Despite our private insurance plan, the pharmacy bill for his insulin was outrageous. Though insulin was invented in 1922, its inflation-adjusted per-unit price tripled, at least, between the 1990s and 2014, and insulin costs per patient nearly doubled from 2012 to 2016.

Additionally, my husband already had a high monthly pharmacy bill for asthma and a neurological disorder. My 4-year-old daughter has asthma. Six years later, my husband and I still worry about paying for all the life-sustaining medications our family needs monthly.

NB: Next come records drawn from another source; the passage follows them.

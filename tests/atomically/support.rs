//! Test domain: an `Artist` document and a store that can be told to reject writes.

#![allow(dead_code)]

use std::sync::atomic::{AtomicBool, Ordering};
use std::sync::Arc;

use atomic_odm::{
    Acknowledgment, ClientHandle, Document, DocumentStore, Entity, InMemoryStore, OdmError, Session,
    Target, WriteOperation,
};
use serde_json::{Map, Value};

#[derive(Debug, Default, Document)]
#[document(collection = "artists", database = "music")]
pub struct Artist {
    pub entity: Entity,
}

impl Artist {
    pub fn named(name: &str) -> Self {
        let mut artist = Artist::default();
        artist.entity.assign("name", name).expect("assign name");
        artist
    }

    pub fn get(&self, path: &str) -> Option<&Value> {
        self.entity.get(path)
    }
}

/// An artist that has already been inserted.
pub fn saved_artist<S: DocumentStore>(session: &mut Session<S>, name: &str) -> Artist {
    let mut artist = Artist::named(name);
    session.save(&mut artist).expect("save artist");
    artist
}

pub fn session() -> Session<InMemoryStore> {
    init_tracing();
    Session::new(InMemoryStore::new())
}

pub fn object(value: Value) -> Map<String, Value> {
    value.as_object().cloned().expect("json object")
}

pub fn init_tracing() {
    let _ = tracing_subscriber::fmt()
        .with_env_filter(tracing_subscriber::EnvFilter::from_default_env())
        .with_test_writer()
        .try_init();
}

/// Wraps an `InMemoryStore` and rejects writes while failing is switched on.
///
/// Rejected writes never reach the inner store's log.
#[derive(Clone)]
pub struct FailingStore {
    inner: InMemoryStore,
    failing: Arc<AtomicBool>,
}

impl FailingStore {
    pub fn new() -> Self {
        FailingStore {
            inner: InMemoryStore::new(),
            failing: Arc::new(AtomicBool::new(false)),
        }
    }

    pub fn fail(&self) {
        self.failing.store(true, Ordering::SeqCst);
    }

    pub fn recover(&self) {
        self.failing.store(false, Ordering::SeqCst);
    }

    pub fn inner(&self) -> &InMemoryStore {
        &self.inner
    }
}

impl DocumentStore for FailingStore {
    fn resolve_client(&self, name: &str) -> Result<ClientHandle, OdmError> {
        self.inner.resolve_client(name)
    }

    fn release_client(&self, handle: &ClientHandle) {
        self.inner.release_client(handle)
    }

    fn write(
        &self,
        client: &ClientHandle,
        target: &Target,
        operation: WriteOperation,
    ) -> Result<Acknowledgment, OdmError> {
        if self.failing.load(Ordering::SeqCst) {
            return Ok(Acknowledgment::failed("write concern timeout"));
        }
        self.inner.write(client, target, operation)
    }

    fn find_by_id(
        &self,
        client: &ClientHandle,
        target: &Target,
        id: &str,
    ) -> Result<Option<Map<String, Value>>, OdmError> {
        self.inner.find_by_id(client, target, id)
    }
}
use atomic_odm::{AtomicOptions, OdmError, ScopedTarget, TargetOverride};
use serde_json::json;

use crate::support::{saved_artist, session, Artist};

#[test]
fn writes_inside_a_scope_go_to_its_target() {
    let mut session = session();
    let mut artist = Artist::named("Jake");

    session
        .with_target::<Artist, _, OdmError, _>(TargetOverride::new().database("archive"), |session, _| {
            session.save(&mut artist)
        })
        .unwrap();
    session.inc(&mut artist, "likes", 1).unwrap();

    let writes = session.store().writes();
    assert_eq!(writes[0].target.database, "archive");
    assert_eq!(writes[1].target.database, "music");
}

#[test]
fn innermost_scope_wins_and_outer_scope_returns() {
    let mut session = session();

    session
        .with_target::<Artist, _, OdmError, _>(TargetOverride::new().database("outer"), |session, _| {
            session.with_target::<Artist, _, OdmError, _>(TargetOverride::new().collection("stars"), |session, _| {
                let target = session.resolve_model_target::<Artist>();
                assert_eq!(target.database, "music");
                assert_eq!(target.collection, "stars");
                Ok(())
            })?;
            assert_eq!(session.resolve_model_target::<Artist>().database, "outer");
            Ok(())
        })
        .unwrap();

    assert_eq!(session.resolve_model_target::<Artist>().database, "music");
    assert_eq!(session.store().live_clients(), 0);
}

#[test]
fn client_is_held_for_the_scope_and_released_after() {
    let mut session = session();

    session
        .with_target::<Artist, _, OdmError, _>(TargetOverride::new(), |session, scoped| {
            assert_eq!(session.store().live_clients(), 1);
            assert_eq!(scoped.client()?.name(), "default");
            Ok(())
        })
        .unwrap();

    assert_eq!(session.store().live_clients(), 0);
}

#[test]
fn scope_released_when_work_fails() {
    let mut session = session();
    let result = session.with_target::<Artist, (), OdmError, _>(TargetOverride::new(), |_, _| {
        Err(OdmError::Config("no".into()))
    });

    assert_eq!(result, Err(OdmError::Config("no".into())));
    assert_eq!(session.store().live_clients(), 0);
}

#[test]
fn using_an_exited_scope_is_a_violation() {
    let mut session = session();
    let mut leaked: Option<ScopedTarget> = None;

    session
        .with_target::<Artist, _, OdmError, _>(TargetOverride::new(), |_, scoped| {
            leaked = Some(scoped.clone());
            Ok(())
        })
        .unwrap();

    let leaked = leaked.unwrap();
    assert!(!leaked.is_live());
    assert!(matches!(leaked.target(), Err(OdmError::ScopeViolation(_))));
}

#[test]
fn entity_scope_applies_to_its_atomically_blocks() {
    let mut session = session();
    let mut artist = saved_artist(&mut session, "Jake");

    session
        .with_entity_target(&mut artist, TargetOverride::new().database("archive"), |session, artist, _| {
            session.atomically(artist, AtomicOptions::new(), |session, artist| {
                session.inc(artist, "likes", 1)?;
                session.set(artist, "name", "Jay")
            })
        })
        .unwrap();

    let writes = session.store().writes();
    assert_eq!(writes.len(), 2);
    assert_eq!(writes[1].target.database, "archive");
    assert_eq!(artist.get("likes"), Some(&json!(1)));
}
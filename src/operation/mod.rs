//! Atomic operators, their in-memory semantics, and the per-entity queue
//! that batches them into one update command.

mod apply;
mod operator;
mod queue;

pub use apply::apply;
pub use operator::{FieldChange, Operator};
pub use queue::AtomicQueue;
//! Test domain: documents with declared storage defaults.

#![allow(dead_code)]

use atomic_odm::{Document, DocumentStore, Entity, InMemoryStore, Session};
use serde_json::Value;

#[derive(Debug, Default, Document)]
#[document(collection = "artists", database = "music")]
pub struct Artist {
    pub entity: Entity,
}

impl Artist {
    pub fn named(name: &str) -> Self {
        let mut artist = Artist::default();
        artist.entity.assign("name", name).expect("assign name");
        artist
    }

    pub fn get(&self, path: &str) -> Option<&Value> {
        self.entity.get(path)
    }
}

/// Collection name comes from the struct name; entity lives in a marked field.
#[derive(Debug, Default, Document)]
#[document(database = "music", client = "default")]
pub struct Band {
    #[document(entity)]
    pub record: Entity,
}

/// An artist that has already been inserted.
pub fn saved_artist<S: DocumentStore>(session: &mut Session<S>, name: &str) -> Artist {
    let mut artist = Artist::named(name);
    session.save(&mut artist).expect("save artist");
    artist
}

pub fn session() -> Session<InMemoryStore> {
    init_tracing();
    Session::new(InMemoryStore::new())
}

pub fn init_tracing() {
    let _ = tracing_subscriber::fmt()
        .with_env_filter(tracing_subscriber::EnvFilter::from_default_env())
        .with_test_writer()
        .try_init();
}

My story is not unique, as millions of Americans struggle to pay for necessary medications or go without due to the soaring cost of prescription drugs. In 2019, prescription drug companies increased the list prices of more than 3,400 drugs and those increases averaged almost five times the rate of inflation. These skyrocketing costs are making it impossible for families like mine to purchase medications needed to stay alive.

I am grateful to U.S. Rep. Matt Cartwright, of Moosic for his yes vote on the Lower Drug Costs Now Act of 2019. It would allow Medicare to negotiate with big pharmaceutical companies to lower drug prices for older adults, individuals with disabilities and all Americans with private insurance. It also creates a new, $2,000 out-of-pocket limit on prescription drug costs for Medicare beneficiaries and reinvests some of the savings in innovation and the search for new cures and treatments at the National Institutes of Health.

Now is the time for the Senate to take up this vital piece of legislation necessary to protect the American people from the abuse of the pharmaceutical industry.